What you will do — Whenever the word "derive" occurs in a line of the material below, that line is counted. Report only the count.
──────
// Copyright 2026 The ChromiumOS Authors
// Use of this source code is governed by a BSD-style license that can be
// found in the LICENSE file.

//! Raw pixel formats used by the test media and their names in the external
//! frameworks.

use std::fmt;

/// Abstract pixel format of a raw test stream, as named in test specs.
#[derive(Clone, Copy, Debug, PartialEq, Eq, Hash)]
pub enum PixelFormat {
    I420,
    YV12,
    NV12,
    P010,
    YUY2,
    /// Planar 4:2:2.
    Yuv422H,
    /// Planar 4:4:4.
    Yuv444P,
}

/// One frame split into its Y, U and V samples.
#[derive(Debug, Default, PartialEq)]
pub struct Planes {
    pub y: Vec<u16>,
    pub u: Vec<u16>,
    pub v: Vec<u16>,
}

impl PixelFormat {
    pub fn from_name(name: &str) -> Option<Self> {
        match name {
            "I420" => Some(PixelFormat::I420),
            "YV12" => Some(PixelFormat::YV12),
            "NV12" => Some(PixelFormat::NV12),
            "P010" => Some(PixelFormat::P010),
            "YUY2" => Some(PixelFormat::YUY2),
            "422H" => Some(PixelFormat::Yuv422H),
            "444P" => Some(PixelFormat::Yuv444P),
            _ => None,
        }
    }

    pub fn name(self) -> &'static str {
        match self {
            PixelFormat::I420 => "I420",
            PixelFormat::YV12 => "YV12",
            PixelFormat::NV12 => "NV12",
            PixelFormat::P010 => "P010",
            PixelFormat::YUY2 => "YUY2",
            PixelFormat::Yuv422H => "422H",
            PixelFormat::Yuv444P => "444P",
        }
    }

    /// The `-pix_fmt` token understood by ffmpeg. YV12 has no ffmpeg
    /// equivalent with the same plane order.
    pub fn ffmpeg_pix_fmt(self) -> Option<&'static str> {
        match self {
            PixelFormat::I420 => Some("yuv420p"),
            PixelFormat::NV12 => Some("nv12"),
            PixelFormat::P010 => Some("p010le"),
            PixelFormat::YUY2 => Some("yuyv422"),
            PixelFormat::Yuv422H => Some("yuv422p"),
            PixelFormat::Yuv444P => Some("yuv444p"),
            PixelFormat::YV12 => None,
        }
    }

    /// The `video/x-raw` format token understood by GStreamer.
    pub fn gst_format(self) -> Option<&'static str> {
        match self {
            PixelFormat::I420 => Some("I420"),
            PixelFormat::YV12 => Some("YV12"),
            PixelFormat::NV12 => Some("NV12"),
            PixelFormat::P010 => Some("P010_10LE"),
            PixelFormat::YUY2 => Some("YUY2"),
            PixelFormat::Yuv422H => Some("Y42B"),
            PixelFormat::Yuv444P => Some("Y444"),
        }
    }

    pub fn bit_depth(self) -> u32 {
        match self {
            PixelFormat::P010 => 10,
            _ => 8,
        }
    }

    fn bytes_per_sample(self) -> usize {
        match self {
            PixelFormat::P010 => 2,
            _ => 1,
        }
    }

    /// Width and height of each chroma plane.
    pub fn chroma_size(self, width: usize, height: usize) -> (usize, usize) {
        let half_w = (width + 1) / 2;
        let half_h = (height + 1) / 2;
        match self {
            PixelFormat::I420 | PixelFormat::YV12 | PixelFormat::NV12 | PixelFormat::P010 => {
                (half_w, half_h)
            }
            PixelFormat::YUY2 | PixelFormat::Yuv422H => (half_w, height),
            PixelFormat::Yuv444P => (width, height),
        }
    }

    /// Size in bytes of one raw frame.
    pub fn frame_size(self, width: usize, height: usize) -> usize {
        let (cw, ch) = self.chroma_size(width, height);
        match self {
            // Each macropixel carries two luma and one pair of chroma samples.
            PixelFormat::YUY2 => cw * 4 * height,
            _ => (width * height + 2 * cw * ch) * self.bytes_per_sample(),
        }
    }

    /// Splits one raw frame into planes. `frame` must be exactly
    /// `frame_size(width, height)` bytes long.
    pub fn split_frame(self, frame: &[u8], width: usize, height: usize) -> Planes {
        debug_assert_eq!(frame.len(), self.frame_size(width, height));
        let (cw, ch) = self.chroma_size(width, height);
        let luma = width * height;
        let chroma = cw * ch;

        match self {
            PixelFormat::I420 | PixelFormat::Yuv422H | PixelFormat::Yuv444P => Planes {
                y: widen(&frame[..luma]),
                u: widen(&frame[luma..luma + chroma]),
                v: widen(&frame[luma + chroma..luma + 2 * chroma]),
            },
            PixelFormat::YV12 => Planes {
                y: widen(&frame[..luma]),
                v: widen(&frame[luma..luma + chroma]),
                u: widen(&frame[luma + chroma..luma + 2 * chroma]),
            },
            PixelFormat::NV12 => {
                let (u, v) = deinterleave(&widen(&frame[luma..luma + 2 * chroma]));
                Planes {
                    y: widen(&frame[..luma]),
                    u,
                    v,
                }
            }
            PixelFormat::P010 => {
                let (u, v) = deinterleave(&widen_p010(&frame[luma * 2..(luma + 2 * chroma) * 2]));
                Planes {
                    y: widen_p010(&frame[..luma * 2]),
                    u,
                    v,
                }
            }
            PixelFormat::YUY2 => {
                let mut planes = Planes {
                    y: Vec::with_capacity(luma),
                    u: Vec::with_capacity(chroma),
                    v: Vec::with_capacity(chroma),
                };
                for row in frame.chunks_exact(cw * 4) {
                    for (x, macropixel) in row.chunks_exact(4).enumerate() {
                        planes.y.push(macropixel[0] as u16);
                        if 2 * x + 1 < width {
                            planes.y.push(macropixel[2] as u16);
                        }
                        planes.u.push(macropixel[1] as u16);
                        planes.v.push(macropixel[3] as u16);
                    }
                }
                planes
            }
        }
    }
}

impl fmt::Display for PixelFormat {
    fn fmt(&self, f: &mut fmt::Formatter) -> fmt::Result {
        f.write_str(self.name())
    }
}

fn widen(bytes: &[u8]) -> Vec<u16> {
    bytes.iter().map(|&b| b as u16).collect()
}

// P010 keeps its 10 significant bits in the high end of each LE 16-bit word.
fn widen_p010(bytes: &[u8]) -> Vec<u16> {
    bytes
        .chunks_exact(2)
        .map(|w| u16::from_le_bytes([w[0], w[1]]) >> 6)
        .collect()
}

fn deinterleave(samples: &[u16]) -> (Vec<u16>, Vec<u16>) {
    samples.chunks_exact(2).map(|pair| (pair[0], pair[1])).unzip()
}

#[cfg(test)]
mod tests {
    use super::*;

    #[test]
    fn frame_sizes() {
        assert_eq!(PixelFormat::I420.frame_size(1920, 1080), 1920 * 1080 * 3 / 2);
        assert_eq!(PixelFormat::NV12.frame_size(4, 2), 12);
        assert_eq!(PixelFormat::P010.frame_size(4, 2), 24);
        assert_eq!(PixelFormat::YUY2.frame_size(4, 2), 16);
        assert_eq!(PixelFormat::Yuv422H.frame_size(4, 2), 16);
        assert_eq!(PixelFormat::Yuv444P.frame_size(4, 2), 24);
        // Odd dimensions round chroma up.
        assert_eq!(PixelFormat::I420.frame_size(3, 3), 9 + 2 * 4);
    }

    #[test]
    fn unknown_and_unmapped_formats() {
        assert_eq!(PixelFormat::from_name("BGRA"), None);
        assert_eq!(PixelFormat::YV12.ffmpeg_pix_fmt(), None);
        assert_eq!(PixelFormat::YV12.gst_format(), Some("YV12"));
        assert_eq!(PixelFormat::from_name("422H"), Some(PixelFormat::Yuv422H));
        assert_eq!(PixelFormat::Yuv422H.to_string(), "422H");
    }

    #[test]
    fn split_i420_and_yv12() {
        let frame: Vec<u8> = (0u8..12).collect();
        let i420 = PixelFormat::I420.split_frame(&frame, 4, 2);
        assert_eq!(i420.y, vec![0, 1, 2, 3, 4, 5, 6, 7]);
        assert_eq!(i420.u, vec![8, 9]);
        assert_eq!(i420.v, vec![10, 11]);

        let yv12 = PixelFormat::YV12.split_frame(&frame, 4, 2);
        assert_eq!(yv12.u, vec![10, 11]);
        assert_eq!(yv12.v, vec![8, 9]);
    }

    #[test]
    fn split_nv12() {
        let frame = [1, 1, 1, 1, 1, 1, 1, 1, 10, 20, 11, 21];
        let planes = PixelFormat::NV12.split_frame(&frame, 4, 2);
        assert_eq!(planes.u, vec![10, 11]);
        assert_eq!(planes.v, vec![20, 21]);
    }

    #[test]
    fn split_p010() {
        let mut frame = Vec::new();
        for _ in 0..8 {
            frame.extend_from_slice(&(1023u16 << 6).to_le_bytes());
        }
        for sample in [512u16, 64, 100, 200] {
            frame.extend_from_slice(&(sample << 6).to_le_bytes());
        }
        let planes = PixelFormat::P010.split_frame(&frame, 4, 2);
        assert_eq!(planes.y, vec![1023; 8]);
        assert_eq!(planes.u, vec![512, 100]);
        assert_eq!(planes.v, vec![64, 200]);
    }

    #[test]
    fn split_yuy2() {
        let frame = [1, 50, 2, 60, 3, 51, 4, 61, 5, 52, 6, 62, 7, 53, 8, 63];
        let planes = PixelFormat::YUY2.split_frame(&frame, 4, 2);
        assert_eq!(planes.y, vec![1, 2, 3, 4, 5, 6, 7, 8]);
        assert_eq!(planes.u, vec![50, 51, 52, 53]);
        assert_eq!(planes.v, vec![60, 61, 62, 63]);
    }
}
──────
Response box — 2